[Start of section]

//! Central directory scan that produces a [`PatchPlan`].
//!
//! Every record is read, decided upon and discarded in file order. The only
//! state carried from one record to the next is the plan itself (both patch
//! lists and the cumulative shift) and the position of the last padded local
//! header.

use std::io::{Read, Seek, SeekFrom};

use super::options::AlignOptions;
use super::patch::{AlignmentPatch, OffsetPatch, PatchPlan};
use super::planner::{padding_for, required_alignment};
use crate::format::central::CentralDirectoryCursor;
use crate::format::eocd::read_eocd;
use crate::format::field;
use crate::format::local::read_local_lengths;
use crate::progress::{AlignEvent, EventSink};
use crate::{Error, Result};

/// Locates the EOCD and walks the central directory, planning every edit.
pub(crate) fn scan<R: Read + Seek>(
    reader: &mut R,
    options: &AlignOptions,
    events: &mut dyn EventSink,
) -> Result<PatchPlan> {
    let input_size = reader.seek(SeekFrom::End(0))?;
    let eocd = read_eocd(reader)?;
    eocd.ensure_not_zip64()?;

    let directory_offset = u64::from(eocd.directory_offset);
    events.on_event(AlignEvent::DirectoryLocated {
        eocd_offset: eocd.offset,
        directory_offset,
        entries: eocd.total_entries,
    });

    if directory_offset > eocd.offset {
        return Err(Error::corrupt_directory(
            directory_offset,
            "central directory starts after the end-of-central-directory record",
        ));
    }

    let mut plan = PatchPlan::new(eocd, input_size);
    let mut cursor = CentralDirectoryCursor::new(&eocd);
    let mut furthest_header: Option<u64> = None;
    let mut last_padded_header: Option<u64> = None;

    while let Some(record) = cursor.read_next(reader)? {
        plan.record_entry();
        let header_offset = u64::from(record.local_header_offset);

        if header_offset >= directory_offset {
            return Err(Error::corrupt_directory(
                record.offset,
                "local header offset points into the central directory",
            ));
        }

        // Shift from earlier entries only; this entry's own padding moves later entries.
        if plan.shift() != 0 {
            if last_padded_header.is_some_and(|padded| header_offset <= padded) {
                return Err(Error::corrupt_directory(
                    record.offset,
                    "entry is stored before an entry that was already padded",
                ));
            }
            plan.push_offset(OffsetPatch {
                field_position: record.local_header_offset_field(),
                new_value: plan.shifted(header_offset)?,
            })?;
        }

        let earlier_header = furthest_header;
        furthest_header = Some(earlier_header.map_or(header_offset, |h| h.max(header_offset)));

        let Some(rule) = required_alignment(&record.name, record.method, options) else {
            continue;
        };

        let lengths = read_local_lengths(reader, header_offset)?;
        let data_offset = lengths.data_offset(header_offset) + plan.shift();
        let padding = padding_for(data_offset, rule.alignment);
        if padding == 0 {
            continue;
        }

        if earlier_header.is_some_and(|earlier| header_offset <= earlier) {
            return Err(Error::corrupt_directory(
                record.offset,
                "padded entry is stored before earlier directory entries",
            ));
        }

        let extra_length = u32::from(lengths.extra_length) + padding;
        let new_extra_length =
            u16::try_from(extra_length).map_err(|_| Error::ExtraFieldOverflow {
                entry: record.name_lossy(),
                length: extra_length,
            })?;

        plan.push_alignment(AlignmentPatch {
            field_position: header_offset + field::local::EXTRA_LENGTH,
            new_extra_length,
            pass_before_padding: lengths.tail_len(),
            padding_length: padding,
        })?;
        last_padded_header = Some(header_offset);

        events.on_event(AlignEvent::EntryPadded {
            name: record.name_lossy(),
            data_offset: data_offset + u64::from(padding),
            alignment: rule.alignment,
            padding,
        });
    }

    events.on_event(AlignEvent::Planned {
        entries_padded: plan.entries_padded(),
        total_padding: plan.total_padding(),
    });
    Ok(plan)
}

[End of section]

• [Work to complete]: Each line above that contains the word "crate" counts once; give the total and no other text.

• [Task solution]: 7